I keep a rejection letter on my wall, the best one I’ve ever received, as I write this fifth incarnation of a memoir.
The first memoir effort from twenty-five years ago came shortly after I’d returned from living in Mexico. One publisher said, “Writes like Hemingway; looks like Lauren Bacall.” He knew me from New York days and was referring to my short, blunt writing style and my twenty-plus-years-ago actress face.
The next effort was the same material in novel form. I reached three-hundred manuscript pages and still had two years to add. I stopped.
The Mexico years are the back story in the present incarnation.
Then I went to Hawaii and then to Georgia and then Santa Fe. That’s become the current front story. But when I first wrote that Hawaii story, I wanted to teach what I’d learned, so I used the story but mostly I taught what I’d practiced with clients since Santa Fe. A self-help book. A publisher kindly said, interesting, but “Too much of you in this for a self-help book.”
The fourth incarnation was memoir with bits of teaching interspersed and italicized copies of letters and journal entries. This from the years when “truth” in memoir was much disputed and a famous book’s author in trouble for making whole cloth out of shreds of truth. I added the letters to prove my veracity.
This is where the rejection letter comes in from Elise Capron at the Sandra Dijkstra Literary Agency.
I didn’t know what she meant. But it felt important enough to hang it on the wall of my writing room, in the middle of a wall of Post-Its, and study from time to time. What did it mean to have writing “lift off the page?”
She’d also wished me “every success.” I figured the bold every meant something.
This year, when I finally went back to writing the memoir…again…I’d been laboriously, and I do mean laboriously, studying books on writing. When I found Martha Alderson’s Plot Whisperer, I was saved. She began her book writing about right-brain and left-brain writers: Plotters and Pantsers, as she calls them.
I’m definitely a Pantser.
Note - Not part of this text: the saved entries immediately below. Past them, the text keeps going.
/// Embedding backend used for both index build and query. Switching backends
/// requires a rebuild; the index rejects vectors from a different model.
#[derive(Debug, Clone, Serialize, Deserialize, PartialEq, Eq)]
#[serde(tag = "provider", rename_all = "kebab-case")]
pub enum EmbeddingProviderConfig {
    #[serde(rename = "openai")]
    OpenAi {
        #[serde(default = "default_openai_embedding_model")]
        model: String,
        #[serde(default = "default_openai_base_url")]
        base_url: String,
    },
    Ollama {
        #[serde(default = "default_ollama_embedding_model")]
        model: String,
        #[serde(default = "default_ollama_base_url")]
        base_url: String,
    },
    /// Deterministic token-hash vectors. Offline; useful for fixtures and smoke runs.
    Hash {
        #[serde(default = "default_hash_dims")]
        dimensions: usize,
    },
}

impl EmbeddingProviderConfig {
    pub fn with_default_model(provider: &str) -> Result<Self, AppError> {
        match provider.trim().to_ascii_lowercase().as_str() {
            "openai" => Ok(Self::OpenAi {
                model: default_openai_embedding_model(),
                base_url: default_openai_base_url(),
            }),
            "ollama" => Ok(Self::Ollama {
                model: default_ollama_embedding_model(),
                base_url: default_ollama_base_url(),
            }),
            "hash" => Ok(Self::Hash {
                dimensions: default_hash_dims(),
            }),
            other => Err(AppError::new(
                codes::CONFIG_INVALID,
                "Unknown embedding provider",
            )
            .with_details(format!("provider={other}; expected openai|ollama|hash"))),
        }
    }

    pub fn provider_name(&self) -> &'static str {
        match self {
            Self::OpenAi { .. } => "openai",
            Self::Ollama { .. } => "ollama",
            Self::Hash { .. } => "hash",
        }
    }

    pub fn uses_openai(&self) -> bool {
        matches!(self, Self::OpenAi { .. })
    }

    fn set_model(&mut self, value: String) {
        match self {
            Self::OpenAi { model, .. } | Self::Ollama { model, .. } => *model = value,
            Self::Hash { .. } => {
                warn!(model = %value, "embedding model override ignored for hash provider");
            }
        }
    }
}

impl Default for EmbeddingProviderConfig {
    fn default() -> Self {
        Self::OpenAi {
            model: default_openai_embedding_model(),
            base_url: default_openai_base_url(),
        }
    }
}

#[derive(Debug, Clone, Serialize, Deserialize, PartialEq)]
#[serde(tag = "provider", rename_all = "kebab-case")]
pub enum GenerationProviderConfig {
    #[serde(rename = "openai")]
    OpenAi {
        #[serde(default = "default_openai_chat_model")]
        model: String,
        #[serde(default = "default_openai_base_url")]
        base_url: String,
        #[serde(default)]
        temperature: f32,
    },
    Ollama {
        #[serde(default = "default_ollama_chat_model")]
        model: String,
        #[serde(default = "default_ollama_base_url")]
        base_url: String,
    },
}

impl GenerationProviderConfig {
    pub fn with_default_model(provider: &str) -> Result<Self, AppError> {
        match provider.trim().to_ascii_lowercase().as_str() {
            "openai" => Ok(Self::OpenAi {
                model: default_openai_chat_model(),
                base_url: default_openai_base_url(),
                temperature: 0.0,
            }),
            "ollama" => Ok(Self::Ollama {
                model: default_ollama_chat_model(),
                base_url: default_ollama_base_url(),
            }),
            other => Err(AppError::new(
                codes::CONFIG_INVALID,
                "Unknown generation provider",
            )
            .with_details(format!("provider={other}; expected openai|ollama"))),
        }
    }

    pub fn provider_name(&self) -> &'static str {
        match self {
            Self::OpenAi { .. } => "openai",
            Self::Ollama { .. } => "ollama",
        }
    }

    pub fn uses_openai(&self) -> bool {
        matches!(self, Self::OpenAi { .. })
    }

    fn set_model(&mut self, value: String) {
        match self {
            Self::OpenAi { model, .. } | Self::Ollama { model, .. } => *model = value,
        }
    }
}

impl Default for GenerationProviderConfig {
    fn default() -> Self {
        Self::OpenAi {
            model: default_openai_chat_model(),
            base_url: default_openai_base_url(),
            temperature: 0.0,
        }
    }
}
//! Outbound adapters implementing domain ports for external infrastructure.
//!
//! - **persistence**: PostgreSQL repositories via Diesel and `diesel-async`
//! - **auth**: JWT token signing and bcrypt credential hashing
//! - **email**: verification mail delivery over the Mailgun HTTP API
//! - **events**: in-process broadcast channel for order announcements
//!
//! Adapters are thin translators between domain types and infrastructure
//! representations; business logic stays in the domain services.

pub mod auth;
pub mod email;
pub mod events;
pub mod persistence;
I write intuitively and have no idea where I’m going. (i.e. 300 pages into a novel and overwhelmed with covering two more years of life in Mexico.) I am intuitive, sort of like having a giant mushroom growing out the right side of my head.
But lo and behold, struggling through her book, and after two months of doodling and fretting and making notes, I actually got out three giant Post-It pages, drew a plot line, and stuck the pages up on my wall (I also have a lot of poster sized Post-It sheets if anyone needs one). I knew where to begin and where the climax was, the front story and the back story. That was huge. I haven’t quite figured out how to do the top-of-the-line action lists and bottom-of-the-line narrative and back-story as I’m still a Pantser, but I have outlined each chapter on more Post-Its after I write it and stuck them to the chart (the map of Hawaii hides the first quarter of the book’s Post-Its but I needed the map and I was running out of wall).
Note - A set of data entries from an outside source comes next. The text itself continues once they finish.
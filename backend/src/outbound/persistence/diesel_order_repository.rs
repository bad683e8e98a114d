//! PostgreSQL-backed `OrderRepository` implementation using Diesel.
//!
//! Order creation inserts the order row and its items inside one transaction
//! so a failed item insert never leaves a half-written order behind.

use async_trait::async_trait;
use chrono::Utc;
use diesel::prelude::*;
use diesel_async::scoped_futures::ScopedFutureExt;
use diesel_async::{AsyncConnection, RunQueryDsl};

use crate::domain::order::{NewOrder, Order, OrderStatus};
use crate::domain::ports::{OrderRepository, OrderRepositoryError};

use super::diesel_helpers::{diesel_error_message, pool_error_message};
use super::models::{NewOrderItemRow, NewOrderRow, OrderRow, OrderStatusUpdate};
use super::pool::{DbPool, PoolError};
use super::schema::{order_items, orders, restaurants};

/// Diesel-backed implementation of the `OrderRepository` port.
#[derive(Clone)]
pub struct DieselOrderRepository {
    pool: DbPool,
}

impl DieselOrderRepository {
    /// Create a new repository with the given connection pool.
    pub fn new(pool: DbPool) -> Self {
        Self { pool }
    }
}

fn map_pool_error(error: PoolError) -> OrderRepositoryError {
    OrderRepositoryError::connection(pool_error_message(error))
}

fn map_diesel_error(error: &diesel::result::Error, operation: &str) -> OrderRepositoryError {
    OrderRepositoryError::query(diesel_error_message(error, operation))
}

fn row_to_order(row: OrderRow) -> Result<Order, OrderRepositoryError> {
    let status = row
        .status
        .parse()
        .map_err(|err: crate::domain::order::ParseOrderStatusError| {
            OrderRepositoryError::query(err.to_string())
        })?;
    Ok(Order {
        id: row.id,
        customer_id: row.customer_id,
        driver_id: row.driver_id,
        restaurant_id: row.restaurant_id,
        status,
        total_price: row.total_price,
        created_at: row.created_at,
        updated_at: row.updated_at,
    })
}

fn rows_to_orders(rows: Vec<OrderRow>) -> Result<Vec<Order>, OrderRepositoryError> {
    rows.into_iter().map(row_to_order).collect()
}

#[async_trait]
impl OrderRepository for DieselOrderRepository {
    async fn create(&self, order: NewOrder) -> Result<Order, OrderRepositoryError> {
        let mut conn = self.pool.get().await.map_err(map_pool_error)?;
        let items = order
            .items
            .iter()
            .map(|(dish_id, options)| {
                serde_json::to_value(options)
                    .map(|options| (*dish_id, options))
                    .map_err(|err| {
                        OrderRepositoryError::query(format!(
                            "order item options not serializable: {err}"
                        ))
                    })
            })
            .collect::<Result<Vec<_>, _>>()?;

        let row: OrderRow = conn
            .transaction(|conn| {
                async move {
                    let row: OrderRow = diesel::insert_into(orders::table)
                        .values(NewOrderRow {
                            customer_id: order.customer_id,
                            restaurant_id: order.restaurant_id,
                            status: order.status.as_str(),
                            total_price: order.total_price,
                        })
                        .returning(OrderRow::as_returning())
                        .get_result(conn)
                        .await?;

                    let item_rows: Vec<NewOrderItemRow> = items
                        .into_iter()
                        .map(|(dish_id, options)| NewOrderItemRow {
                            order_id: row.id,
                            dish_id,
                            options,
                        })
                        .collect();
                    diesel::insert_into(order_items::table)
                        .values(&item_rows)
                        .execute(conn)
                        .await?;
                    Ok::<_, diesel::result::Error>(row)
                }
                .scope_boxed()
            })
            .await
            .map_err(|err| map_diesel_error(&err, "create order"))?;
        row_to_order(row)
    }

    async fn find_by_id(&self, id: i32) -> Result<Option<Order>, OrderRepositoryError> {
        let mut conn = self.pool.get().await.map_err(map_pool_error)?;
        let row: Option<OrderRow> = orders::table
            .find(id)
            .select(OrderRow::as_select())
            .first(&mut conn)
            .await
            .optional()
            .map_err(|err| map_diesel_error(&err, "find order by id"))?;
        row.map(row_to_order).transpose()
    }

    async fn find_by_customer(
        &self,
        customer_id: i32,
        status: Option<OrderStatus>,
    ) -> Result<Vec<Order>, OrderRepositoryError> {
        let mut conn = self.pool.get().await.map_err(map_pool_error)?;
        let mut query = orders::table
            .filter(orders::customer_id.eq(customer_id))
            .select(OrderRow::as_select())
            .order(orders::created_at.desc())
            .into_boxed();
        if let Some(status) = status {
            query = query.filter(orders::status.eq(status.as_str()));
        }
        let rows: Vec<OrderRow> = query
            .load(&mut conn)
            .await
            .map_err(|err| map_diesel_error(&err, "find orders by customer"))?;
        rows_to_orders(rows)
    }

    async fn find_by_driver(
        &self,
        driver_id: i32,
        status: Option<OrderStatus>,
    ) -> Result<Vec<Order>, OrderRepositoryError> {
        let mut conn = self.pool.get().await.map_err(map_pool_error)?;
        let mut query = orders::table
            .filter(orders::driver_id.eq(driver_id))
            .select(OrderRow::as_select())
            .order(orders::created_at.desc())
            .into_boxed();
        if let Some(status) = status {
            query = query.filter(orders::status.eq(status.as_str()));
        }
        let rows: Vec<OrderRow> = query
            .load(&mut conn)
            .await
            .map_err(|err| map_diesel_error(&err, "find orders by driver"))?;
        rows_to_orders(rows)
    }

    async fn find_by_restaurant_owner(
        &self,
        owner_id: i32,
        status: Option<OrderStatus>,
    ) -> Result<Vec<Order>, OrderRepositoryError> {
        let mut conn = self.pool.get().await.map_err(map_pool_error)?;
        let mut query = orders::table
            .inner_join(restaurants::table)
            .filter(restaurants::owner_id.eq(owner_id))
            .select(OrderRow::as_select())
            .order(orders::created_at.desc())
            .into_boxed();
        if let Some(status) = status {
            query = query.filter(orders::status.eq(status.as_str()));
        }
        let rows: Vec<OrderRow> = query
            .load(&mut conn)
            .await
            .map_err(|err| map_diesel_error(&err, "find orders by restaurant owner"))?;
        rows_to_orders(rows)
    }

    async fn update_status(
        &self,
        order_id: i32,
        status: OrderStatus,
        driver_id: Option<i32>,
    ) -> Result<(), OrderRepositoryError> {
        let mut conn = self.pool.get().await.map_err(map_pool_error)?;
        diesel::update(orders::table.find(order_id))
            .set(OrderStatusUpdate {
                status: status.as_str(),
                driver_id,
                updated_at: Utc::now(),
            })
            .execute(&mut conn)
            .await
            .map_err(|err| map_diesel_error(&err, "update order status"))?;
        Ok(())
    }
}
//! Shared HTTP adapter state.
//!
//! Handlers accept this via `actix_web::web::Data` so they depend only on
//! driving ports and stay testable with mocks.

use std::sync::Arc;

use crate::domain::ports::{Orders, Restaurants, TokenService, UserAccounts};

/// Dependency bundle for HTTP handlers.
#[derive(Clone)]
pub struct HttpState {
    pub accounts: Arc<dyn UserAccounts>,
    pub restaurants: Arc<dyn Restaurants>,
    pub orders: Arc<dyn Orders>,
    pub tokens: Arc<dyn TokenService>,
}
//! Token and credential adapters.
//!
//! `JwtTokenService` signs the numeric user id into a JWT with an expiry;
//! `BcryptPasswordHasher` wraps bcrypt for credential storage. Both implement
//! their domain ports so services stay ignorant of the concrete schemes.

use chrono::{Duration, Utc};
use jsonwebtoken::{DecodingKey, EncodingKey, Header, Validation, decode, encode};
use serde::{Deserialize, Serialize};

use crate::domain::ports::{CredentialError, PasswordHasher, TokenError, TokenService};

/// Claims carried inside the signed token.
#[derive(Debug, Serialize, Deserialize)]
struct Claims {
    id: i32,
    exp: i64,
}

/// JWT-backed implementation of the `TokenService` port.
pub struct JwtTokenService {
    encoding: EncodingKey,
    decoding: DecodingKey,
    ttl_seconds: i64,
}

impl JwtTokenService {
    /// Create a signer/verifier over a shared secret.
    pub fn new(secret: &str, ttl_seconds: i64) -> Self {
        Self {
            encoding: EncodingKey::from_secret(secret.as_bytes()),
            decoding: DecodingKey::from_secret(secret.as_bytes()),
            ttl_seconds,
        }
    }
}

impl TokenService for JwtTokenService {
    fn sign(&self, user_id: i32) -> Result<String, TokenError> {
        let claims = Claims {
            id: user_id,
            exp: (Utc::now() + Duration::seconds(self.ttl_seconds)).timestamp(),
        };
        encode(&Header::default(), &claims, &self.encoding)
            .map_err(|err| TokenError::signing(err.to_string()))
    }

    fn verify(&self, token: &str) -> Result<i32, TokenError> {
        decode::<Claims>(token, &self.decoding, &Validation::default())
            .map(|data| data.claims.id)
            .map_err(|err| TokenError::verification(err.to_string()))
    }
}

/// Bcrypt-backed implementation of the `PasswordHasher` port.
pub struct BcryptPasswordHasher {
    cost: u32,
}

impl BcryptPasswordHasher {
    /// Hasher with the bcrypt default cost.
    pub fn new() -> Self {
        Self {
            cost: bcrypt::DEFAULT_COST,
        }
    }

    /// Hasher with an explicit cost. Low costs are only suitable for tests.
    pub fn with_cost(cost: u32) -> Self {
        Self { cost }
    }
}

impl Default for BcryptPasswordHasher {
    fn default() -> Self {
        Self::new()
    }
}

impl PasswordHasher for BcryptPasswordHasher {
    fn hash(&self, password: &str) -> Result<String, CredentialError> {
        bcrypt::hash(password, self.cost).map_err(|err| CredentialError::new(err.to_string()))
    }

    fn verify(&self, password: &str, hash: &str) -> Result<bool, CredentialError> {
        bcrypt::verify(password, hash).map_err(|err| CredentialError::new(err.to_string()))
    }
}
//! WebSocket inbound adapter streaming pending-order announcements.
//!
//! Responsibilities:
//! - authenticate the upgrade request (token in the query string, since
//!   browsers cannot attach headers to WebSocket handshakes)
//! - gate the subscription to restaurant owners
//! - initialise the per-connection session loop

use actix_web::web::{self, Payload};
use actix_web::{HttpRequest, HttpResponse, get};
use serde::Deserialize;
use tracing::error;

use crate::inbound::http::auth::AuthContext;
use crate::inbound::http::state::HttpState;

mod session;

pub mod state;

#[derive(Debug, Deserialize)]
struct SubscribeQuery {
    token: String,
}

/// Handle WebSocket upgrade for the pending-orders feed.
///
/// Authentication failures are rejected before the upgrade, so they surface
/// as plain 401/403 responses rather than envelope payloads.
#[get("/ws/pending-orders")]
pub async fn pending_orders(
    http_state: web::Data<HttpState>,
    ws_state: web::Data<state::WsState>,
    query: web::Query<SubscribeQuery>,
    req: HttpRequest,
    stream: Payload,
) -> actix_web::Result<HttpResponse> {
    let context = resolve_subscriber(&http_state, &query.token).await;
    let owner = context.require("pending_orders").map_err(actix_web::Error::from)?;
    let owner_id = owner.id;

    let (response, session, message_stream) = actix_ws::handle(&req, stream).map_err(|err| {
        error!(error = %err, "WebSocket upgrade failed");
        err
    })?;

    let events = ws_state.events.subscribe_pending();
    actix_web::rt::spawn(session::handle_ws_session(
        owner_id,
        events,
        session,
        message_stream,
    ));

    Ok(response)
}

async fn resolve_subscriber(state: &HttpState, token: &str) -> AuthContext {
    let user_id = match state.tokens.verify(token) {
        Ok(id) => id,
        Err(err) => {
            tracing::debug!(error = %err, "rejected subscription token");
            return AuthContext::anonymous();
        }
    };
    match state.accounts.find_by_id(user_id).await {
        Ok(user) => AuthContext::authenticated(user),
        Err(err) => {
            tracing::debug!(error = %err, "subscription token names an unknown user");
            AuthContext::anonymous()
        }
    }
}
I’ve also been reading a lot of fiction, and throughout, I’ve studied characters. I won’t go over that whole list, but rather suddenly, I realized what “lift off the page” meant. It meant characters had to go from the page into the reader’s mind and head and imagination. Oh.
So I’ve been studying character building and realized that building a character, whether on paper or as an actor, is basically the same. You have to show character quirks and habits. I’ve also had some film work during this writing process and had a chance to pay attention to how I build character traits when acting, a process that’s often intuitive.
So when’s this memoir going to be done, I hear you asking. Here’s the plan (I actually have a plan). The first draft finished this winter and rewrites and polishing in the spring.
And yes, I’m going to re-query Elise Capron. If nothing else, I need to thank her.